Delivering Closed Loop Assurance with Infosys Digital Operations Ecosystem Platform on AWS

By Vikrama Adethyaa, Sr. Solutions Architect – AWS
By Jignesh Desai, WW Migration Solutions Architect – AWS
By Anuroop Awasthi, Industry Principal – Infosys
By Aloke Kumar Dey, Sr. Industry Principal – Infosys

Infosys

In telecommunications, service assurance (SA) is a business-critical function offered by a communication service provider (CSP). As a collection of policies and procedures, SA ensures services meet pre-defined levels of reliability and quality to provide an optimal subscriber experience.

Traditional SA systems are open loop systems that require human operation to address detected issues. This increases a CSP’s operation costs as it requires them to deploy multiple complex network operation centers (NOCs) and manage large teams to oversee operations.

The transition from 4G to 5G technology requires CSPs to transform their existing network infrastructure, support rapidly growing industrial applications of 5G with varying network traffic characteristics, and ensure high reliability for mission critical workloads using their services.

Unable to rapidly accommodate to the evolving technology system and its operations, existing SA systems are becoming outdated. A modern cost-effective approach is required to address challenges such as increased inter-dependency between business lines and domains, multi-vendor equipment and systems, complex technology ecosystems, increased data volumes, and autonomous operations.

A closed loop assurance (CLA) system predicts network events, such as faults and congestions, that are highly probable of causing service degradation or interruption, and automatically take preventive actions to avert service disruptions.
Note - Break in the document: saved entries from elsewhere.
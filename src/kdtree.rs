use std::fmt;

use nalgebra::SVector;

use crate::bounds::Aabb;
use crate::node::{Node, MAX_DEPTH};
use crate::point::Point;
use crate::query::{knn_search, nearest_search, KNearestIter, RangeIter};
use crate::sampling::{DenseSampleMap, SampleMapping, SparseSampleMap};

/// Static kd-tree over a point cloud, fully indexed.
pub type KdTree<P, const D: usize> = KdTreeBase<P, D, DenseSampleMap>;

/// Static kd-tree over a subsampled point cloud.
///
/// Same structure as [`KdTree`], but the inverse sample map is a hash map
/// sized by the sampling instead of the whole cloud.
pub type SubsampledKdTree<P, const D: usize> = KdTreeBase<P, D, SparseSampleMap>;

/// Static kd-tree generic over the inverse sample mapping strategy.
///
/// The tree owns the cloud, a sample permutation and a flat array of packed
/// nodes. It is frozen after [`build`](Self::build); queries borrow it
/// read-only, so any number may run concurrently.
pub struct KdTreeBase<P: Point<D>, const D: usize, M: SampleMapping> {
    points: Vec<P>,
    indices: Vec<u32>,
    nodes: Vec<Node<P::Scalar, D>>,
    min_cell_size: u16,
    leaf_count: u32,
    inverse: M,
}

impl<P: Point<D>, const D: usize, M: SampleMapping> Default for KdTreeBase<P, D, M> {
    fn default() -> Self {
        Self::new()
    }
}

impl<P: Point<D>, const D: usize, M: SampleMapping> KdTreeBase<P, D, M> {
    /// Maximum depth of the tree; deeper cells are forced into leaves.
    pub const MAX_DEPTH: usize = MAX_DEPTH;

    /// Maximum number of nodes, bounded by the child-id bit width.
    pub const MAX_NODE_COUNT: usize = Node::<P::Scalar, D>::MAX_COUNT;

    /// Maximum number of points a tree can index.
    pub const MAX_POINT_COUNT: usize = Node::<P::Scalar, D>::MAX_SAMPLE_COUNT;

    /// Creates an empty tree. Call [`build`](Self::build) to populate it.
    pub fn new() -> Self {
        Self {
            points: Vec::new(),
            indices: Vec::new(),
            nodes: Vec::new(),
            min_cell_size: 64,
            leaf_count: 0,
            inverse: M::default(),
        }
    }

    /// Builds a tree indexing every point of `points`.
    pub fn from_points(points: Vec<P>) -> Self {
        let mut tree = Self::new();
        tree.build(points);
        tree
    }

    // Parameters --------------------------------------------------------------

    /// Minimal number of samples per leaf cell.
    pub fn min_cell_size(&self) -> u16 {
        self.min_cell_size
    }

    /// Sets the minimal leaf population. Takes effect at the next build.
    pub fn set_min_cell_size(&mut self, min_cell_size: u16) {
        assert!(min_cell_size > 0, "leaf cells must hold at least one sample");
        self.min_cell_size = min_cell_size;
    }

    // Accessors ---------------------------------------------------------------

    pub fn point_count(&self) -> usize {
        self.points.len()
    }

    pub fn sample_count(&self) -> usize {
        self.indices.len()
    }

    pub fn node_count(&self) -> usize {
        self.nodes.len()
    }

    pub fn leaf_count(&self) -> usize {
        self.leaf_count as usize
    }

    pub fn points(&self) -> &[P] {
        &self.points
    }

    /// The sample permutation: `samples()[s]` is the point index of sample `s`.
    pub fn samples(&self) -> &[u32] {
        &self.indices
    }

    pub fn point(&self, point_index: usize) -> &P {
        &self.points[point_index]
    }

    /// Point index associated with the given sample index.
    pub fn point_from_sample(&self, sample_index: usize) -> usize {
        self.indices[sample_index] as usize
    }

    /// Sample index holding the given point, when the point is sampled.
    pub fn sample_from_point(&self, point_index: usize) -> Option<usize> {
        self.inverse.sample_from_point(point_index)
    }

    pub(crate) fn nodes(&self) -> &[Node<P::Scalar, D>] {
        &self.nodes
    }

    // Construction ------------------------------------------------------------

    /// Builds the tree over `points`, indexing every point.
    pub fn build(&mut self, points: Vec<P>) {
        let sampling = (0..points.len() as u32).collect();
        self.build_with_sampling(points, sampling);
    }

    /// Builds the tree over `points`, indexing only the points listed in
    /// `sampling`. Sample indices must be distinct and in range.
    pub fn build_with_sampling(&mut self, points: Vec<P>, sampling: Vec<u32>) {
        assert!(
            points.len() <= Self::MAX_POINT_COUNT,
            "point cloud exceeds the index capacity"
        );
        assert!(self.min_cell_size > 0);

        self.clear();
        self.points = points;
        self.index(sampling);
    }

    /// Re-indexes the same cloud with a new sampling, keeping the points.
    pub fn rebuild_with_sampling(&mut self, sampling: Vec<u32>) {
        assert!(sampling.len() <= self.points.len());
        self.nodes.clear();
        self.leaf_count = 0;
        self.inverse.clear();
        self.index(sampling);
    }

    /// Resets the tree to its empty state.
    pub fn clear(&mut self) {
        self.points.clear();
        self.indices.clear();
        self.nodes.clear();
        self.leaf_count = 0;
        self.inverse.clear();
    }

    fn index(&mut self, sampling: Vec<u32>) {
        self.indices = sampling;
        if self.indices.is_empty() {
            return;
        }

        self.nodes
            .reserve(4 * self.indices.len() / self.min_cell_size as usize + 1);
        self.nodes.push(Node::leaf(0, 0));
        self.build_rec(0, 0, self.indices.len(), 1);

        self.inverse.build(&self.indices, self.points.len());

        debug_assert!(self.is_valid());
    }

    fn build_rec(&mut self, node_id: usize, start: usize, end: usize, level: usize) {
        let count = end - start;
        let capped = self.nodes.len() + 2 > Self::MAX_NODE_COUNT;
        if count <= self.min_cell_size as usize || level >= MAX_DEPTH || capped {
            debug_assert!(count <= u16::MAX as usize);
            self.nodes[node_id] = Node::leaf(start as u32, count as u16);
            self.leaf_count += 1;
        } else {
            let mut aabb = Aabb::from_point(self.points[self.indices[start] as usize].pos());
            for i in start + 1..end {
                aabb.extend(&self.points[self.indices[i] as usize].pos());
            }

            let dim = aabb.longest_axis();
            let split = aabb.center()[dim];
            let mid = self.partition(start, end, dim, split);

            let first_child = self.nodes.len() as u32;
            self.nodes[node_id] = Node::inner(dim, split, first_child);
            self.nodes.push(Node::leaf(0, 0));
            self.nodes.push(Node::leaf(0, 0));

            self.build_rec(first_child as usize, start, mid, level + 1);
            self.build_rec(first_child as usize + 1, mid, end, level + 1);
        }
    }

    /// In-place partition of `indices[start..end]` by `pos[dim] < value`.
    /// Returns the index of the first sample of the right group.
    fn partition(&mut self, start: usize, end: usize, dim: usize, value: P::Scalar) -> usize {
        let points = &self.points;
        let slice = &mut self.indices[start..end];
        let mut i = 0;
        let mut j = slice.len();
        while i < j {
            if points[slice[i] as usize].pos()[dim] < value {
                i += 1;
            } else {
                j -= 1;
                slice.swap(i, j);
            }
        }
        start + i
    }

    // Queries -----------------------------------------------------------------

    /// The `k` nearest sampled points to an external query position.
    ///
    /// Yields point indices in heap order, not by distance; `k` may exceed
    /// the sample count, in which case every sample is returned.
    pub fn k_nearest_neighbors(&self, point: &SVector<P::Scalar, D>, k: usize) -> KNearestIter {
        assert!(k > 0, "k-nearest queries need k >= 1");
        knn_search(self, *point, k, None)
    }

    /// The `k` nearest sampled points to the point at `index`, excluding the
    /// point itself.
    pub fn k_nearest_neighbors_at(&self, index: usize, k: usize) -> KNearestIter {
        assert!(k > 0, "k-nearest queries need k >= 1");
        let point = self.points[index].pos();
        knn_search(self, point, k, Some(index as u32))
    }

    /// The sampled point closest to an external query position.
    pub fn nearest_neighbor(&self, point: &SVector<P::Scalar, D>) -> Option<usize> {
        nearest_search(self, *point, None)
    }

    /// The sampled point closest to the point at `index`, excluding the
    /// point itself.
    pub fn nearest_neighbor_at(&self, index: usize) -> Option<usize> {
        let point = self.points[index].pos();
        nearest_search(self, point, Some(index as u32))
    }

    /// All sampled points within distance `radius` of an external query
    /// position, as a lazy iterator.
    pub fn range_neighbors(
        &self,
        point: &SVector<P::Scalar, D>,
        radius: P::Scalar,
    ) -> RangeIter<'_, P, D, M> {
        RangeIter::new(self, *point, radius, None)
    }

    /// All sampled points within distance `radius` of the point at `index`,
    /// excluding the point itself.
    pub fn range_neighbors_at(&self, index: usize, radius: P::Scalar) -> RangeIter<'_, P, D, M> {
        let point = self.points[index].pos();
        RangeIter::new(self, point, radius, Some(index as u32))
    }

    // Validation --------------------------------------------------------------

    /// Full structural check: the sample permutation is a set of distinct
    /// in-range point indices, leaf ranges tile `[0, sample_count)` and
    /// every sample lies on the correct side of each ancestor split plane.
    ///
    /// Runs after every build under `debug_assertions`; exposed so tests and
    /// debugging sessions can call it on demand.
    pub fn is_valid(&self) -> bool {
        if self.indices.is_empty() {
            return self.nodes.is_empty();
        }
        if self.nodes.is_empty() || self.indices.len() > self.points.len() {
            return false;
        }

        let mut seen = vec![false; self.points.len()];
        for &i in &self.indices {
            match seen.get_mut(i as usize) {
                Some(slot) if !*slot => *slot = true,
                _ => return false,
            }
        }

        self.subtree_range(0, 0) == Some((0, self.indices.len()))
    }

    /// Returns the contiguous sample range covered by `node_id`, or `None`
    /// if any structural invariant is broken underneath.
    fn subtree_range(&self, node_id: usize, level: usize) -> Option<(usize, usize)> {
        if level > MAX_DEPTH {
            return None;
        }
        let node = *self.nodes.get(node_id)?;
        if node.is_leaf() {
            let start = node.leaf_start() as usize;
            let end = start + node.leaf_size() as usize;
            (end <= self.indices.len()).then_some((start, end))
        } else {
            let dim = node.split_dim();
            if dim >= D {
                return None;
            }
            let split = node.split_value();
            let first = node.first_child() as usize;
            let (l_start, l_end) = self.subtree_range(first, level + 1)?;
            let (r_start, r_end) = self.subtree_range(first + 1, level + 1)?;
            if l_end != r_start {
                return None;
            }
            let left_ok = self.indices[l_start..l_end]
                .iter()
                .all(|&i| self.points[i as usize].pos()[dim] < split);
            let right_ok = self.indices[r_start..r_end]
                .iter()
                .all(|&i| self.points[i as usize].pos()[dim] >= split);
            (left_ok && right_ok).then_some((l_start, r_end))
        }
    }
}

impl<P: Point<D>, const D: usize, M: SampleMapping> fmt::Debug for KdTreeBase<P, D, M> {
    fn fmt(&self, f: &mut fmt::Formatter<'_>) -> fmt::Result {
        f.debug_struct("KdTreeBase")
            .field("point_count", &self.point_count())
            .field("sample_count", &self.sample_count())
            .field("node_count", &self.node_count())
            .field("leaf_count", &self.leaf_count())
            .field("min_cell_size", &self.min_cell_size)
            .finish()
    }
}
In contrast to traditional SA systems that are human-driven and reactive in nature, CLA systems are proactive and machine-driven—thus reducing operation costs. CLA systems use data analytics and machine learning (ML) to proactively detect issues and remediate using automation.

In this post, we will discuss how Infosys leveraged AWS data streaming, data analytics, and ML services to 1) ingest, process, and analyze high volumes of data from disparate sources; and 2) build machine learning models to predict network events that can cause service degradation, and respond with automated remediation actions.

Infosys is an AWS Premier Tier Consulting Partner and Managed Cloud Services Provider (MSP) that enables clients to outperform competition and stay ahead of the innovation curve.

Key Challenges in Closed Loop Assurance

A CLA system capable of operating self-healing autonomous network operations has five stages:

Predict Issue. Ingest, normalize, and aggregate data from multiple sources to predict events that can cause service degradation or outage. If an event is detected, the system generates a trouble ticket and triggers the remediation workflow.
Identify Solution. Identify an appropriate solution for the predicted event from an existing knowledge base.
Automated Remediation. Trigger automations to remediate issues—for example, push configuration changes and resource provisioning.
Close Issue. Close the trouble ticket and record metadata of the event.
Self-Tuning. Establish a feedback mechanism to continually improve event detection and remediation action plan identification.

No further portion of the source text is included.